T, EEE, LL, O, H, N, P

Case 1: Three same, two same.\[\frac{5!}{3!2!}=10\]

Answer 30

ok

Answer 31

Case 2: Three same, two different.\[\frac{5!}{3!}\binom{6}{2} = 300\]

Answer 32

The term \(\binom{5}{L-n_E-n_L}\frac{L!}{n_E! n_L!}\) means:
1) if there are \(n_E\) letters \(E\) and \(n_L\) letters \(L\) in the word, then one needs to complete the \(L\)-letter word with \(L-n_E-n_L\) letters -> choose as many from a set of 5 different letters.
2) now you have \(L\) letters at hand. There are \(L!\) permutations of those letters, and there might be same elements because there might be several \(E\)'s and several \(L\)'s.
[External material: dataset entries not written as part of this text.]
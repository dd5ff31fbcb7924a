use std::path::Path;

use serde::{Deserialize, Serialize};

use crate::alignment::needleman::GlobalWeights;
use crate::alignment::scoring::Weighting;
use crate::error::ScoringError;

#[derive(Debug, Clone, Copy, Default, PartialEq, Eq, Serialize, Deserialize)]
#[serde(rename_all = "lowercase")]
pub enum AlignerKind {
    Dtw,
    #[default]
    Needleman,
}

impl AlignerKind {
    pub fn as_str(self) -> &'static str {
        match self {
            Self::Dtw => "dtw",
            Self::Needleman => "needleman",
        }
    }
}

#[derive(Debug, Clone, PartialEq, Serialize, Deserialize)]
#[serde(default)]
pub struct ScoringConfig {
    pub algorithm: AlignerKind,
    pub match_weight: f64,
    pub substitution_penalty: f64,
    pub gap_penalty: f64,
    /// Added to purely vertical or horizontal DTW moves.
    pub boundary_penalty: f64,
    /// Candidates below this probability do not count as heard.
    pub probability_threshold: f32,
    pub blank_symbol: String,
    pub weighting: Weighting,
    /// Phoneme tables JSON; the built-in Hebrew tables are used when unset.
    pub tables_path: Option<String>,
}

impl ScoringConfig {
    pub const DEFAULT_PROBABILITY_THRESHOLD: f32 = 0.3;
    pub const DEFAULT_BLANK_SYMBOL: &'static str = "<blk>";

    pub fn load(path: &Path) -> Result<Self, ScoringError> {
        let data = std::fs::read_to_string(path)
            .map_err(|e| ScoringError::io("read scoring config", e))?;
        let config: Self = serde_json::from_str(&data)
            .map_err(|e| ScoringError::json("parse scoring config", e))?;
        config.validate()?;
        Ok(config)
    }

    pub fn validate(&self) -> Result<(), ScoringError> {
        let weights = [
            ("match_weight", self.match_weight),
            ("substitution_penalty", self.substitution_penalty),
            ("gap_penalty", self.gap_penalty),
            ("boundary_penalty", self.boundary_penalty),
        ];
        if let Some((name, value)) = weights.iter().find(|(_, v)| !v.is_finite()) {
            return Err(ScoringError::invalid_input(format!(
                "{name} must be finite, got {value}"
            )));
        }
        if self.boundary_penalty < 0.0 {
            return Err(ScoringError::invalid_input(format!(
                "boundary_penalty must be non-negative, got {}",
                self.boundary_penalty
            )));
        }
        if !(0.0..=1.0).contains(&self.probability_threshold) {
            return Err(ScoringError::invalid_input(format!(
                "probability_threshold must be within [0, 1], got {}",
                self.probability_threshold
            )));
        }
        if self.blank_symbol.is_empty() {
            return Err(ScoringError::invalid_input("blank_symbol must not be empty"));
        }
        Ok(())
    }

    pub fn global_weights(&self) -> GlobalWeights {
        GlobalWeights {
            match_weight: self.match_weight,
            substitution: self.substitution_penalty,
            gap: self.gap_penalty,
        }
    }
}

impl Default for ScoringConfig {
    fn default() -> Self {
        let weights = GlobalWeights::default();
        Self {
            algorithm: AlignerKind::default(),
            match_weight: weights.match_weight,
            substitution_penalty: weights.substitution,
            gap_penalty: weights.gap,
            boundary_penalty: 0.0,
            probability_threshold: Self::DEFAULT_PROBABILITY_THRESHOLD,
            blank_symbol: Self::DEFAULT_BLANK_SYMBOL.to_string(),
            weighting: Weighting::default(),
            tables_path: None,
        }
    }
}

#[cfg(test)]
mod tests {
    use super::*;

    #[test]
    fn scoring_config_default() {
        let config = ScoringConfig::default();
        assert_eq!(config.algorithm, AlignerKind::Needleman);
        assert_eq!(config.match_weight, 3.0);
        assert_eq!(config.substitution_penalty, -1.0);
        assert_eq!(config.gap_penalty, -2.0);
        assert_eq!(config.boundary_penalty, 0.0);
        assert_eq!(config.probability_threshold, 0.3);
        assert_eq!(config.blank_symbol, "<blk>");
        assert_eq!(config.weighting, Weighting::Binary);
        assert!(config.tables_path.is_none());
        assert!(config.validate().is_ok());
    }

    #[test]
    fn partial_json_keeps_defaults() {
        let config: ScoringConfig =
            serde_json::from_str(r#"{"algorithm": "dtw", "gap_penalty": -3}"#)
                .expect("valid config json");
        assert_eq!(config.algorithm, AlignerKind::Dtw);
        assert_eq!(config.gap_penalty, -3.0);
        assert_eq!(config.match_weight, 3.0);
    }

    #[test]
    fn validate_rejects_bad_values() {
        let negative_boundary = ScoringConfig {
            boundary_penalty: -1.0,
            ..ScoringConfig::default()
        };
        assert!(negative_boundary.validate().is_err());

        let threshold = ScoringConfig {
            probability_threshold: 1.5,
            ..ScoringConfig::default()
        };
        assert!(threshold.validate().is_err());

        let nan_gap = ScoringConfig {
            gap_penalty: f64::NAN,
            ..ScoringConfig::default()
        };
        assert!(nan_gap.validate().is_err());
    }

    #[test]
    fn load_reads_and_validates_file() {
        let path = std::env::temp_dir().join("kriah_align_config_load.json");
        std::fs::write(&path, r#"{"weighting": "probability"}"#).expect("write config");
        let config = ScoringConfig::load(&path).expect("load config");
        assert_eq!(config.weighting, Weighting::Probability);
        let _ = std::fs::remove_file(&path);

        assert!(ScoringConfig::load(Path::new("/nonexistent/scoring.json")).is_err());
    }
}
Divide by \(n_E!\) and by \(n_L!\).

Answer 33

Case 3: Two same, two same, one different.\[\frac{5!}{2!2!}\cdot 6=180\]

Answer 34

Two same3 different = 1200?

Answer 35

None same = 2520?

Answer 36

Was that all @ParthKohli

Answer 37

Case 4: Two same, three different.\[\frac{5!}{2!}\binom{2}2 \binom{6}{3}=2400\]Case 5: All different.\[\binom{7}55!=2520\]

Answer 38

How you're getting 8130 is something I've got no idea about.

Answer 39

The answer's 8130 in the book

Answer 40

Did we at least get the four-letter part right?

Answer 41

https://www.quora.com/In-how-many-ways-can-5-letters-be-taken-from-the-word-Mississippi
https://www.quora.com/How-many-4-letter-words-can-be-formed-by-the-word-MISSISSIPPI

Answer 42

Dont know @ParthKohli

Answer 43

@ParthKohli Your Case 3 should be \(\frac{5!}{2!2!}5\) because there are \(5\) letters remaining that are neither E or L.

Answer 44

When you sum your separate cases with this correction, you obtain my answer (and the computer's answer) : 6610.

Answer 45

@FaiqRaees

Answer 46

@reemi @ParthKohli Your Case 3 should be \(\frac{5!}{2!2!}5\) because there are \(5\) letters remaining that are neither E or L.
If they are neither E nor L then it should be 5! = 120

Answer 47

@reemi they have already been included in the distinct cases

Answer 48

This "Case 3" deals with the words "2 same, 2 same, 1 different".
The "2 same" and "2 same" must be E,E and L,L. Therefore, the "1 different" must be a letter from the 5 others. -> choose 1 letter from a set of 5 letters. -> 5 choices.
-> permute: 5!
-> divide by 2! * 2!.
-> number of such words \(\frac{5!}{2!2!}\times 5 = 150\).

Answer 49

Oh that one

Answer 50

\[
\underbrace{\frac{5!}{2!2!}}_{\text{different permutations of the word}}\times \underbrace{5}_{\text{number of ways to make a choice of letters to verify "Case 3"}}
\]

Answer 51

so, if you correct 180 to 150, the big total is 6610.

Answer 52

Case 2: Three same, two different.
"Three same" must be "three \(E\)".
Two different: the letters can be from {T,P,H,O,N} and {L} : it's okay if L appears once or not at all. -> {T,P,H,O,N,L} has 6 six letters.

-> 3 \(E\) 's, 2 other letters : there are \(\binom{6}{2}\) ways to choose them.
-> different permutations of the set of letters chosen: \(5! / 3!\) because ther eare 3 \(E\) 's.